Infrastructure Gets “C” Grade, Say Virginia Engineers


The Virginia Section of the American Society of Civil Engineers (ASCE) released the 2022 Report Card for Virginia’s Infrastructure on December 6, 2022. ASCE members offered several years of volunteer effort to produce the assessment and announced the results in Virginia Beach beside the Lesner Bridge, which Virginia’s Department of Transportation recently reconstructed.

The new report card contains 11 categories of infrastructure receiving an overall grade of a ‘C’. That means Virginia’s infrastructure is in mediocre condition and requires attention. Virginia is a step ahead of the national average of ‘C-‘ given in the 2021 Report Card for America’s Infrastructure.
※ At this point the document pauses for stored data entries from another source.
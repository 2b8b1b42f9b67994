//! Manifest kinds and extraction dispatch

use crate::types::Dependency;
use crate::{Result, bazel, docker, meteor, npm, travis};

/// Supported manifest kinds
///
/// The enum is closed and `extract` matches it exhaustively, so adding a
/// kind is a compile-time-checked extension.
#[derive(Debug, Clone, Copy, PartialEq, Eq, Hash)]
pub enum ManifestKind {
    /// `package.json`
    Npm,
    /// Meteor `package.js`
    Meteor,
    /// `Dockerfile`
    Docker,
    /// `.travis.yml`
    TravisNode,
    /// Bazel `WORKSPACE`
    Bazel,
}

impl ManifestKind {
    /// Detect the manifest kind from a file name or path suffix
    ///
    /// Returns `None` for unrecognized names; the caller treats that as an
    /// empty dependency list, not an error.
    pub fn from_file_name(file_name: &str) -> Option<Self> {
        if file_name.ends_with("package.json") {
            Some(Self::Npm)
        } else if file_name.ends_with("package.js") {
            Some(Self::Meteor)
        } else if file_name.ends_with("Dockerfile") {
            Some(Self::Docker)
        } else if file_name.ends_with(".travis.yml") {
            Some(Self::TravisNode)
        } else if file_name.ends_with("WORKSPACE") {
            Some(Self::Bazel)
        } else {
            None
        }
    }

    /// Extract dependency references from manifest content
    ///
    /// `dep_type` selects the manifest section for kinds that have sections
    /// (npm); the other kinds ignore it. Extraction order is the manifest
    /// declaration order.
    ///
    /// # Errors
    ///
    /// Each extractor owns its error contract; malformed content for the
    /// structured formats (JSON, YAML) is an error, while the line-oriented
    /// extractors yield whatever stanzas they recognize.
    pub fn extract(self, content: &str, dep_type: Option<&str>) -> Result<Vec<Dependency>> {
        match self {
            Self::Npm => npm::extract_dependencies(content, dep_type),
            Self::Meteor => Ok(meteor::extract_dependencies(content)),
            Self::Docker => Ok(docker::extract_dependencies(content)),
            Self::TravisNode => travis::extract_dependencies(content),
            Self::Bazel => Ok(bazel::extract_dependencies(content)),
        }
    }
}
Nine of the 11 categories ranked higher than the national grades, as only rail (‘C-‘ compared to the national ‘B’ grade) and wastewater (tied with the national grade of ‘D+’) ranked the same or lower, a testament to the state’s prioritization of its built environment. Virginia has implemented ambitious plans to improve each of its infrastructure systems and additional resources from the state level and the bipartisan infrastructure law will help these efforts. Civil engineers graded bridges (B), dams (C+), drinking water (C+), public parks (C), rail (C-), roads (C-), schools (C-), solid waste (B-), stormwater (C-), transit (C-), and wastewater (D+).

Virginia’s transportation sector has performed better than the national average. Roughly 3% of the state’s bridges are in poor condition – less than half the national average of 7.5% — and the percentage of roads in ‘good’ condition rose from 48% in 2018 to 51% in 2022. Virginia is also a regional leader in transit services with connection to the Washington, D.C. Metro system and with 41 transit systems across the state, some of which have already surpassed pre-pandemic ridership levels. However, wastewater systems, despite making progress by reducing sewage overflows, face more than $6 billion in needs over 20 years and will need significantly more resources to improve systems and protect water quality for communities and the natural environment.

The report also includes calls to action to raise the grades, which include:

  • Ambitiously seek federal funding available from recent federal legislation such as the Bipartisan Infrastructure Law and American Rescue Plan Acts of 2021, plus the Inflation Reduction Act and CHIPS+ laws from 2022, provide limited time opportunities to close the infrastructure gaps identified in this report.
  • Follow through on plans to advance transportation and water projects. Virginia’s authorized plans at the state and metropolitan level feature actions to raise the grade of every infrastructure category. However, plans to spend money in the next few years won’t amount to positive change unless decision-makers at those state and local levels appropriate and allocate the funds during a likely upcoming economic downturn.
  • Consider equity and climate change when implementing investment. Many projects are “shovel ready,” but a smaller group is “shovel-worthy.” When making that judgement, historical and present-day equity data – as well as the threats from climate change – should be centered. This begins with technical assistance and cross-jurisdictional collaboration. A central constraint to improving Virginia’s infrastructure are the resource and staffing levels at smaller and disadvantaged communities.